If those don’t pan out, you can check out FlatWorldKnowledge, an online catalog of textbooks where you can personalize textbook content according to your needs.
Shop Around For Free Software
You’re used to hearing of big name software applications like Microsoft Office and Adobe Photoshop that are above your price range. But you can just as easily get free software that offers the same functionality as other paid programs.
Search for open source software alternatives. There are a ton of free tools out there. You can also find apps for your device like productivity suites, note takers, and mobile converter apps. In addition, desktop suites like OpenOffice and LibreOffice are great alternatives to Microsoft Office you can get for free.
Organize Your Gadgets & Devices By Task
If you have more than one device, you should try getting them organized according to task. You may think this is counter-productive, but different sizes, apps and OSes can actually make working on multiple gadgets inconvenient.

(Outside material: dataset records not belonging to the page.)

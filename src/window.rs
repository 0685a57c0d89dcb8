use std::collections::HashSet;

use log::debug;
use sdl2::event::Event;
use sdl2::keyboard::Keycode;
use sdl2::mouse::MouseButton;
use sdl2::pixels::PixelFormatEnum;
use sdl2::rect::Rect;

use crate::error::Result;

pub const FPS: u64 = 60;
pub const FRAME_TARGET_TIME: f64 = 1000.0 / FPS as f64;

#[derive(Debug, Clone, Copy, PartialEq, Eq)]
pub enum WindowEvent {
    None,
    Quit,
    Resize(u32, u32),
}

/// Keys the demos react to.
#[derive(Debug, Clone, Copy, PartialEq, Eq, Hash)]
pub enum Key {
    W,
    A,
    S,
    D,
    Q,
    E,
    P,
    O,
    K,
    L,
    Num1,
    Num2,
    Num3,
    Num4,
    RightBracket,
    LeftBracket,
}

impl Key {
    pub fn from_keycode(keycode: Keycode) -> Option<Self> {
        let key = match keycode {
            Keycode::W => Key::W,
            Keycode::A => Key::A,
            Keycode::S => Key::S,
            Keycode::D => Key::D,
            Keycode::Q => Key::Q,
            Keycode::E => Key::E,
            Keycode::P => Key::P,
            Keycode::O => Key::O,
            Keycode::K => Key::K,
            Keycode::L => Key::L,
            Keycode::Num1 | Keycode::Kp1 => Key::Num1,
            Keycode::Num2 | Keycode::Kp2 => Key::Num2,
            Keycode::Num3 | Keycode::Kp3 => Key::Num3,
            Keycode::Num4 | Keycode::Kp4 => Key::Num4,
            Keycode::RightBracket => Key::RightBracket,
            Keycode::LeftBracket => Key::LeftBracket,
            _ => return None,
        };
        Some(key)
    }
}

/// Input gathered over one frame.
///
/// Keys are level-triggered: a key stays in `held` from its key-down event
/// until its key-up event. Mouse motion and scroll accumulate until
/// [`InputState::end_frame`] resets them.
#[derive(Debug, Clone, Default)]
pub struct InputState {
    held: HashSet<Key>,
    /// Mouse motion this frame in pixels, y positive upwards.
    pub mouse_delta: (f32, f32),
    /// Vertical wheel motion this frame.
    pub scroll: f32,
    pub right_button: bool,
}

impl InputState {
    pub fn new() -> Self {
        Self::default()
    }

    pub fn is_held(&self, key: Key) -> bool {
        self.held.contains(&key)
    }

    pub fn press(&mut self, key: Key) {
        self.held.insert(key);
    }

    pub fn release(&mut self, key: Key) {
        self.held.remove(&key);
    }

    /// Adds raw SDL relative motion, reversing y so moving the mouse up is positive.
    pub fn add_mouse_motion(&mut self, xrel: i32, yrel: i32) {
        self.mouse_delta.0 += xrel as f32;
        self.mouse_delta.1 -= yrel as f32;
    }

    pub fn add_scroll(&mut self, amount: f32) {
        self.scroll += amount;
    }

    /// Clears per-frame accumulators; held keys and buttons persist.
    pub fn end_frame(&mut self) {
        self.mouse_delta = (0.0, 0.0);
        self.scroll = 0.0;
    }
}

pub struct FrameLimiter {
    previous_frame_time: u64,
}

impl FrameLimiter {
    pub fn new(window: &Window) -> Self {
        Self {
            previous_frame_time: window.timer().ticks64(),
        }
    }

    /// Sleeps off the rest of the frame budget and returns the milliseconds
    /// elapsed since the previous call.
    pub fn wait_and_get_delta(&mut self, window: &Window) -> u64 {
        let mut current_time = window.timer().ticks64();
        let mut delta_time = current_time - self.previous_frame_time;

        if delta_time < FRAME_TARGET_TIME as u64 {
            let time_to_wait = (FRAME_TARGET_TIME as u64) - delta_time;
            std::thread::sleep(std::time::Duration::from_millis(time_to_wait));
            current_time = window.timer().ticks64();
            delta_time = current_time - self.previous_frame_time;
        }

        self.previous_frame_time = current_time;
        delta_time
    }
}

pub struct Window {
    canvas: sdl2::render::Canvas<sdl2::video::Window>,
    texture: sdl2::render::Texture<'static>,
    texture_creator: Box<sdl2::render::TextureCreator<sdl2::video::WindowContext>>,
    event_pump: sdl2::EventPump,
    timer_subsystem: sdl2::TimerSubsystem,
    sdl_context: sdl2::Sdl,
    width: u32,
    height: u32,
}

impl Window {
    pub fn new(title: &str, width: u32, height: u32) -> Result<Self> {
        let sdl_context = sdl2::init()?;
        let video_subsystem = sdl_context.video()?;
        let timer_subsystem = sdl_context.timer()?;

        let window = video_subsystem
            .window(title, width, height)
            .position_centered()
            .resizable()
            .build()
            .map_err(|e| e.to_string())?;

        let canvas = window.into_canvas().build().map_err(|e| e.to_string())?;
        let info = canvas.info();
        log::info!("renderer: {} ({width}x{height})", info.name);

        let texture_creator = Box::new(canvas.texture_creator());
        let event_pump = sdl_context.event_pump()?;

        // SAFETY: texture_creator is heap-allocated and lives as long as Window.
        // texture is declared before texture_creator so it is dropped first.
        let texture_creator_ref: &'static sdl2::render::TextureCreator<sdl2::video::WindowContext> =
            unsafe { &*(texture_creator.as_ref() as *const _) };
        let texture = texture_creator_ref
            .create_texture_streaming(PixelFormatEnum::ARGB8888, width, height)
            .map_err(|e| e.to_string())?;

        Ok(Self {
            canvas,
            texture,
            texture_creator,
            event_pump,
            timer_subsystem,
            sdl_context,
            width,
            height,
        })
    }

    /// Hides the cursor and reports unbounded relative motion.
    pub fn capture_mouse(&self, capture: bool) {
        self.sdl_context.mouse().set_relative_mouse_mode(capture);
    }

    /// Drains pending events into `input`. Quit wins over resize.
    pub fn poll_events(&mut self, input: &mut InputState) -> WindowEvent {
        let mut result = WindowEvent::None;
        for event in self.event_pump.poll_iter() {
            match event {
                Event::Quit { .. }
                | Event::KeyDown {
                    keycode: Some(Keycode::Escape),
                    ..
                } => return WindowEvent::Quit,
                Event::Window {
                    win_event: sdl2::event::WindowEvent::Resized(w, h),
                    ..
                } => result = WindowEvent::Resize(w.max(1) as u32, h.max(1) as u32),
                Event::KeyDown {
                    keycode: Some(keycode),
                    ..
                } => {
                    if let Some(key) = Key::from_keycode(keycode) {
                        input.press(key);
                    }
                }
                Event::KeyUp {
                    keycode: Some(keycode),
                    ..
                } => {
                    if let Some(key) = Key::from_keycode(keycode) {
                        input.release(key);
                    }
                }
                Event::MouseMotion { xrel, yrel, .. } => input.add_mouse_motion(xrel, yrel),
                Event::MouseWheel { y, .. } => input.add_scroll(y as f32),
                Event::MouseButtonDown { mouse_btn, .. } => {
                    debug!("{} mouse button pressed", button_name(mouse_btn));
                    if mouse_btn == MouseButton::Right {
                        input.right_button = true;
                    }
                }
                Event::MouseButtonUp { mouse_btn, .. } => {
                    debug!("{} mouse button released", button_name(mouse_btn));
                    if mouse_btn == MouseButton::Right {
                        input.right_button = false;
                    }
                }
                _ => {}
            }
        }
        result
    }

    pub fn present(&mut self, buffer: &[u8]) -> Result<()> {
        self.texture
            .update(None, buffer, (self.width * 4) as usize)
            .map_err(|e| e.to_string())?;

        self.canvas.clear();
        self.canvas
            .copy(&self.texture, None, Some(Rect::new(0, 0, self.width, self.height)))?;
        self.canvas.present();
        Ok(())
    }

    pub fn resize(&mut self, width: u32, height: u32) -> Result<()> {
        self.width = width;
        self.height = height;
        // SAFETY: Same as in new() - texture_creator outlives texture
        let texture_creator_ref: &'static sdl2::render::TextureCreator<sdl2::video::WindowContext> =
            unsafe { &*(self.texture_creator.as_ref() as *const _) };
        self.texture = texture_creator_ref
            .create_texture_streaming(PixelFormatEnum::ARGB8888, width, height)
            .map_err(|e| e.to_string())?;
        Ok(())
    }

    pub fn width(&self) -> u32 {
        self.width
    }

    pub fn height(&self) -> u32 {
        self.height
    }

    pub fn timer(&self) -> &sdl2::TimerSubsystem {
        &self.timer_subsystem
    }
}

fn button_name(button: MouseButton) -> &'static str {
    match button {
        MouseButton::Left => "left",
        MouseButton::Middle => "middle",
        MouseButton::Right => "right",
        _ => "unhandled",
    }
}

Think about how you’ll be dealing with your school work this year. Will you be typing up your papers on a laptop in a coffee shop? Does research work better for you on a desktop? Or will you be on a tablet for on-the-go convenience? You get the idea.
Some devices are more practical than others for certain tasks. Figure out your studying habits and get a gadget strategy and workflow in place.
Adopt Different Study Habits For Online Classes
Some of your courses may be offered online or have an online bulletin board component set. Keep in mind that online learning environments have different dynamics and hence, need a different approach.
Tip? For starters, keep focused. It’s all too easy to get distracted with opened browsers, the comfort of your own room, and online networks. Moreover, we’re all used to scanning stuff online. So when it comes to in-depth reading, you’ll need to really shift gears once you log in. Remember that a lot of it is about independent learning.
Also, timeliness is a big factor that can possibly affect your grades. You want to be one of the first ones to submit a discussion response. Remember there are others who can possibly cover the same points you want to make. Don’t let them steal your thunder by posting it up first. In short, constantly scout out other minor adjustments you can make to your studying habits.
Always Have A Back Up Plan
All too often does a program crash on us in the middle of a paragraph, a USB gets lost, or we quickly close that 1,500 word paper without saving. But a few things can help prevent that.
Create a copy of your papers every few drafts to different storage media. Use cloud storage services like Dropbox to save a copy of your last draft.
Or conversely, create your original copy online with Google Docs. It will save your changes automatically. In addition, it will create a back up of the file’s revision history. Let’s not forget that you can always send a draft to yourself as an attachment!
Once the year starts, a solid routine will be the only thing keeping you on top of things. So make sure you plan out your tech strategy well!